Fishback N F, Travis W D, Moran C A, Guinee D G, McCarthy W F, Koss M N
Department of Pulmonary and Mediastinal Pathology, Armed Forces Institute of Pathology, Washington, D.C. 20306-6000.
Cancer. 1994 Jun 15;73(12):2936-45. doi: 10.1002/1097-0142(19940615)73:12<2936::aid-cncr2820731210>3.0.co;2-u.

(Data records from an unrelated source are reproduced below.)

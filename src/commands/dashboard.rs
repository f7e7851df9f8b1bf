use clap::Args;

use menuboard_core::{categories_of, Id, MenuBoard};

use super::{OutputFormat, Reported};

#[derive(Args)]
pub struct DashboardCommand {
    /// Work on this restaurant instead of the first one
    #[arg(long, short)]
    restaurant: Option<Id>,

    /// Only show this category
    #[arg(long)]
    category: Option<Id>,

    /// Output format
    #[arg(long, short, value_enum, default_value = "text")]
    format: OutputFormat,
}

impl DashboardCommand {
    pub async fn run(&self, board: &MenuBoard) -> Result<(), Box<dyn std::error::Error>> {
        if let Some(id) = self.restaurant {
            board.selection.select(Some(id));
        }
        board.mount().await;

        let current = board.selection.current();
        // A selection with nothing cached means the load failed and was reported.
        if current.is_none() && board.selection.selected().is_some() {
            return Err(Reported.into());
        }
        if let Some(id) = self.restaurant {
            if current.as_ref().map(|r| r.id) != Some(id) {
                return Err(format!("Restaurant not found: {}", id).into());
            }
        }
        let Some(current) = current else {
            println!("No restaurants to show.");
            return Ok(());
        };

        let menu = board.dashboard_menu(self.category);

        match self.format {
            OutputFormat::Json => {
                let payload = serde_json::json!({
                    "restaurant": current,
                    "selected_category": self.category,
                    "menu": menu,
                });
                println!("{}", serde_json::to_string_pretty(&payload)?);
            }
            OutputFormat::Text => {
                println!("Restaurants:");
                for restaurant in board.restaurants.snapshot() {
                    let marker = if restaurant.id == current.id { "*" } else { " " };
                    println!("  {} {:<6} {}", marker, restaurant.id, restaurant.name);
                }
                println!();

                let categories = board
                    .categories
                    .read(|all| categories_of(all, current.id).into_iter().cloned().collect::<Vec<_>>());
                if !categories.is_empty() {
                    let chips: Vec<String> = categories
                        .iter()
                        .map(|c| {
                            let marker = if Some(c.id) == self.category { "*" } else { "" };
                            format!("{}[{}] {} ({})", marker, c.icon(), c.name, c.id)
                        })
                        .collect();
                    println!("Categories: {}", chips.join("  "));
                    println!();
                }

                print!("{}", menu);
                println!("\nItems shown: {}", menu.item_count());
            }
        }
        Ok(())
    }
}
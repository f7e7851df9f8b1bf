//! Per-resource synchronized collection.
//!
//! A [`ResourceStore`] owns the cached list for one resource type. Reads go
//! to the cache; every mutation goes to the API first and is applied to the
//! cache only once the server has answered successfully, using the server's
//! representation. Successful mutations send a success notice; failed
//! actions are logged, reported through the [`Notifier`] and leave the cache
//! exactly as it was.
//!
//! Actions are not serialized against each other: concurrent mutations land
//! in completion order.

use std::sync::Arc;

use tokio::sync::watch;

use crate::api::{ApiClient, ApiError, Resource, ResourceApi};
use crate::models::{Entity, Id};
use crate::notify::{Notice, Notifier};

pub struct ResourceStore<R: Resource> {
    api: ResourceApi<R>,
    items: Arc<watch::Sender<Vec<R::Entity>>>,
    notifier: Arc<dyn Notifier>,
}

impl<R: Resource> Clone for ResourceStore<R> {
    fn clone(&self) -> Self {
        Self {
            api: self.api.clone(),
            items: Arc::clone(&self.items),
            notifier: Arc::clone(&self.notifier),
        }
    }
}

impl<R: Resource> ResourceStore<R> {
    pub fn new(client: ApiClient, notifier: Arc<dyn Notifier>) -> Self {
        let (items, _) = watch::channel(Vec::new());
        Self {
            api: ResourceApi::new(client),
            items: Arc::new(items),
            notifier,
        }
    }

    /// The controller this store calls.
    pub fn api(&self) -> &ResourceApi<R> {
        &self.api
    }

    /// Copy of the cached collection, in cache order.
    pub fn snapshot(&self) -> Vec<R::Entity> {
        self.items.borrow().clone()
    }

    /// Runs `f` against the cached collection without cloning it.
    pub fn read<T>(&self, f: impl FnOnce(&[R::Entity]) -> T) -> T {
        f(&self.items.borrow())
    }

    pub fn get(&self, id: Id) -> Option<R::Entity> {
        self.read(|items| items.iter().find(|e| e.id() == id).cloned())
    }

    pub fn len(&self) -> usize {
        self.read(|items| items.len())
    }

    pub fn is_empty(&self) -> bool {
        self.len() == 0
    }

    /// Receiver that observes every change to the collection.
    pub fn subscribe(&self) -> watch::Receiver<Vec<R::Entity>> {
        self.items.subscribe()
    }

    /// Replaces the whole collection with the server's list.
    ///
    /// Returns whether the cache was refreshed.
    pub async fn fetch_all(&self) -> bool {
        match self.api.list().await {
            Ok(entities) => {
                tracing::debug!("Loaded {} {}(s)", entities.len(), R::LABEL);
                self.items.send_replace(entities);
                true
            }
            Err(e) => {
                self.report(&format!("Could not load {}", plural::<R>()), &e);
                false
            }
        }
    }

    /// Retrieves one entity and upserts it into the cache.
    pub async fn fetch_one(&self, id: Id) -> Option<R::Entity> {
        match self.api.retrieve(id).await {
            Ok(entity) => {
                let cached = entity.clone();
                self.items.send_modify(|items| upsert_by_id(items, cached));
                Some(entity)
            }
            Err(e) => {
                self.report(&format!("Could not load {} {}", R::LABEL, id), &e);
                None
            }
        }
    }

    /// Creates an entity and appends the server's copy to the cache.
    ///
    /// A fetch that resolved first may already hold the new id; that entry is
    /// replaced instead.
    pub async fn add(&self, new: R::New) -> Option<R::Entity> {
        match self.api.create(new).await {
            Ok(created) => {
                let cached = created.clone();
                self.items.send_modify(|items| upsert_by_id(items, cached));
                self.confirm(format!("Created {} {}", R::LABEL, created.id()));
                Some(created)
            }
            Err(e) => {
                self.report(&format!("Could not create {}", R::LABEL), &e);
                None
            }
        }
    }

    /// Updates an entity and swaps in the server's copy.
    ///
    /// An id that is not cached stays absent from the cache even when the
    /// server accepts the update.
    pub async fn modify(&self, id: Id, update: R::Update) -> Option<R::Entity> {
        match self.api.update(id, update).await {
            Ok(updated) => {
                let cached = updated.clone();
                let replaced = self
                    .items
                    .send_if_modified(|items| replace_by_id(items, cached));
                if !replaced {
                    tracing::debug!("Updated {} {} is not cached", R::LABEL, id);
                }
                self.confirm(format!("Updated {} {}", R::LABEL, id));
                Some(updated)
            }
            Err(e) => {
                self.report(&format!("Could not update {} {}", R::LABEL, id), &e);
                None
            }
        }
    }

    /// Deletes an entity and drops it from the cache.
    pub async fn remove(&self, id: Id) -> bool {
        match self.api.delete(id).await {
            Ok(()) => {
                self.items.send_if_modified(|items| remove_by_id(items, id));
                self.confirm(format!("Deleted {} {}", R::LABEL, id));
                true
            }
            Err(e) => {
                self.report(&format!("Could not delete {} {}", R::LABEL, id), &e);
                false
            }
        }
    }

    fn confirm(&self, message: String) {
        tracing::info!("{}", message);
        self.notifier.notify(Notice::success(message));
    }

    fn report(&self, message: &str, error: &ApiError) {
        tracing::warn!("{}: {}", message, error);
        self.notifier.notify(Notice::error(message));
    }
}

fn plural<R: Resource>() -> String {
    R::COLLECTION.replace('-', " ")
}

/// Swaps the entity sharing `entity`'s id. Returns whether one was found.
pub(crate) fn replace_by_id<T: Entity>(items: &mut [T], entity: T) -> bool {
    match items.iter_mut().find(|e| e.id() == entity.id()) {
        Some(slot) => {
            *slot = entity;
            true
        }
        None => false,
    }
}

pub(crate) fn upsert_by_id<T: Entity>(items: &mut Vec<T>, entity: T) {
    match items.iter_mut().find(|e| e.id() == entity.id()) {
        Some(slot) => *slot = entity,
        None => items.push(entity),
    }
}

/// Drops every entity with `id`. Returns whether anything was removed.
pub(crate) fn remove_by_id<T: Entity>(items: &mut Vec<T>, id: Id) -> bool {
    let before = items.len();
    items.retain(|e| e.id() != id);
    items.len() != before
}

The authors undertook this study to define the clinical and histologic characteristics of spindle and giant cell carcinomas of the lung and the survival and prognostic features of these tumors.
Seventy-eight cases of pleomorphic (spindle and/or giant cell) carcinoma of the lung were studied by light microscopy and immunohistochemistry to establish clinical, gross, and histologic parameters. Follow-up information was obtained from contributing physicians and analyzed by statistical means to determine prognostically significant parameters.

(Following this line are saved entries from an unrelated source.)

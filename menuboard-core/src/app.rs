//! Application root.
//!
//! [`MenuBoard`] owns the API client, one store per resource and the
//! restaurant selection. Front ends build one instance and hand references
//! to their views; tests build as many isolated instances as they need.

use std::sync::Arc;

use crate::api::{ApiClient, Categories, MenuItems, Restaurants};
use crate::models::{Id, Restaurant};
use crate::notify::Notifier;
use crate::store::{ResourceStore, RestaurantSelection};
use crate::view::MenuDisplay;

#[derive(Clone)]
pub struct MenuBoard {
    client: ApiClient,
    pub restaurants: ResourceStore<Restaurants>,
    pub categories: ResourceStore<Categories>,
    pub menu_items: ResourceStore<MenuItems>,
    pub selection: RestaurantSelection,
}

impl MenuBoard {
    pub fn new(client: ApiClient, notifier: Arc<dyn Notifier>) -> Self {
        let restaurants = ResourceStore::new(client.clone(), Arc::clone(&notifier));
        let categories = ResourceStore::new(client.clone(), Arc::clone(&notifier));
        let menu_items = ResourceStore::new(client.clone(), notifier);
        let selection = RestaurantSelection::new(restaurants.clone());
        Self {
            client,
            restaurants,
            categories,
            menu_items,
            selection,
        }
    }

    pub fn client(&self) -> &ApiClient {
        &self.client
    }

    /// Owner dashboard start-up: restaurants (with default selection),
    /// categories and menu items load concurrently.
    pub async fn mount(&self) -> Option<Id> {
        let (selected, _, _) = futures::join!(
            self.selection.mount(),
            self.categories.fetch_all(),
            self.menu_items.fetch_all()
        );
        selected
    }

    /// Public storefront: one restaurant plus the full category and item
    /// collections, filtered later by [`MenuBoard::menu`].
    pub async fn load_storefront(&self, restaurant: Id) -> Option<Restaurant> {
        let (found, _, _) = futures::join!(
            self.restaurants.fetch_one(restaurant),
            self.categories.fetch_all(),
            self.menu_items.fetch_all()
        );
        found
    }

    /// Display set for `restaurant` and an optional selected category.
    pub fn menu(&self, restaurant: Option<Id>, category: Option<Id>) -> MenuDisplay {
        self.categories.read(|categories| {
            self.menu_items
                .read(|items| MenuDisplay::build(categories, items, restaurant, category))
        })
    }

    /// Display set for the currently selected restaurant.
    pub fn dashboard_menu(&self, category: Option<Id>) -> MenuDisplay {
        self.menu(self.selection.selected(), category)
    }
}
use clap::Args;

use menuboard_core::{categories_of, Id, MenuBoard};

use super::{OutputFormat, Reported};

/// Read-only public menu, as a guest would see it.
#[derive(Args)]
pub struct MenuCommand {
    /// Restaurant ID
    restaurant: Id,

    /// Only show this category
    #[arg(long)]
    category: Option<Id>,

    /// Output format
    #[arg(long, short, value_enum, default_value = "text")]
    format: OutputFormat,
}

impl MenuCommand {
    pub async fn run(&self, board: &MenuBoard) -> Result<(), Box<dyn std::error::Error>> {
        let restaurant = board
            .load_storefront(self.restaurant)
            .await
            .ok_or(Reported)?;
        let menu = board.menu(Some(restaurant.id), self.category);

        match self.format {
            OutputFormat::Json => {
                let payload = serde_json::json!({
                    "restaurant": restaurant,
                    "menu": menu,
                });
                println!("{}", serde_json::to_string_pretty(&payload)?);
            }
            OutputFormat::Text => {
                print!("{}", restaurant);
                println!();

                let names: Vec<String> = board.categories.read(|all| {
                    categories_of(all, restaurant.id)
                        .into_iter()
                        .map(|c| format!("[{}] {}", c.icon(), c.name))
                        .collect()
                });
                if !names.is_empty() {
                    println!("Categories: {}", names.join(" | "));
                    println!();
                }

                print!("{}", menu);
            }
        }
        Ok(())
    }
}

The patient population consisted of 57 men and 21 women (male to female ratio, 2.7 to 1) between the ages of 35 and 83 years (mean, 62 years). Clinically, 58 patients (80%) presented with symptoms including thoracic pain, cough, and hemoptysis, whereas 14 (18%) were asymptomatic. At the time of diagnosis, 41% of the patients had clinical Stage I lesions, 6% Stage II lesions, 39% Stage III lesions, and 12% Stage IV lesions. Histologically, foci of squamous cell carcinoma were present in 8% of the tumors, large cell carcinoma in 25%, and adenocarcinoma in 45%. The remaining 22% of neoplasms were completely spindle and/or giant cell carcinomas. Spindle and giant cell carcinomas were found together in 38% of the patients. In the 69 patients for whom follow-up information was obtained, 53 (77%) died within 7 days to 6 years after diagnosis, with a 23-month mean survival (median, 10 months) (Kaplan-Meier method). There was a significant shortening of survival for patients with tumor size greater than 5 cm, clinical stage greater than 1, and lymph node involvement. The presence of nodal metastases was the most significant single prognostic factor, whereas the presence of squamous or adenocarcinomatous differentiation did not have an impact on length of survival.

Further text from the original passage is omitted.